I should also add I saw this movie with my parents who have in fact read Stein’s novel, and they both confirmed Mark Bomback’s screenplay is very faithful to the source material. Yes, there are predictable moments such as when a character dies prematurely or when the grandparents (played by Kathy Baker and Martin Donovan) sue Denny for custody of his and Eve’s daughter, Zoe (the delightful Ryan Kiera Armstrong), believing Denny’s career will leave him little time to be at home. My parents, however, reminded me how people with money often do this in life more often than I realize, so this is clearly not so shallow plot device to get us all miffed at the grandparents.
And yes, this movie starts out with the inevitable, with Enzo in his last days lying on the floor and waiting for Denny to come home. Curtis eventually circles back to this moment as we are reminded of the unbreakable bond between humans and dogs, and it leads to a lovely moment where Enzo gets one last spin in a classic car. Few movies in 2019 have gotten me choked up, but this one did.

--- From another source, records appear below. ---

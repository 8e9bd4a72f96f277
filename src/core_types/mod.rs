//! Core types shared across layers
//!
//! ## Organization
//! - `port` - The `Port` record and its validation rules

pub mod port;

// Re-export commonly used types
pub use port::{Port, ValidationError};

“The Art of Racing in the Rain” is not a masterpiece of cinema, but it does its job and gives us an emotionally fulfilling time at the movies. Its take on dogs is very thoughtful, and if you were never keen on owning an animal before, this movie may change your mind. It’s a shame this project has proven to be a hard sell for audiences as its storyline seems too ridiculous on paper to be taken seriously. I cannot really blame people for having a cynical attitude to this material as I certainly did, but what results is a very good movie which will check your cynicism at the door if you give it a chance. And if you never thought about owning a dog before, seeing this movie just might change your mind.
As for myself, I am in no hurry to own any pets as stuffed animals, especially Eeyores, are more than enough for me. And to Curtis’ and Bomback’s credit, there is a scene where Denny has to take Enzo to the vet, and we are reminded of just how much caring for a pet can cost. The love of a pet can be a great thing, but it can also be seriously expensive. Still, there is no doubt in mind we can get more love from a dog than Chevy Chase did in “Funny Farm.”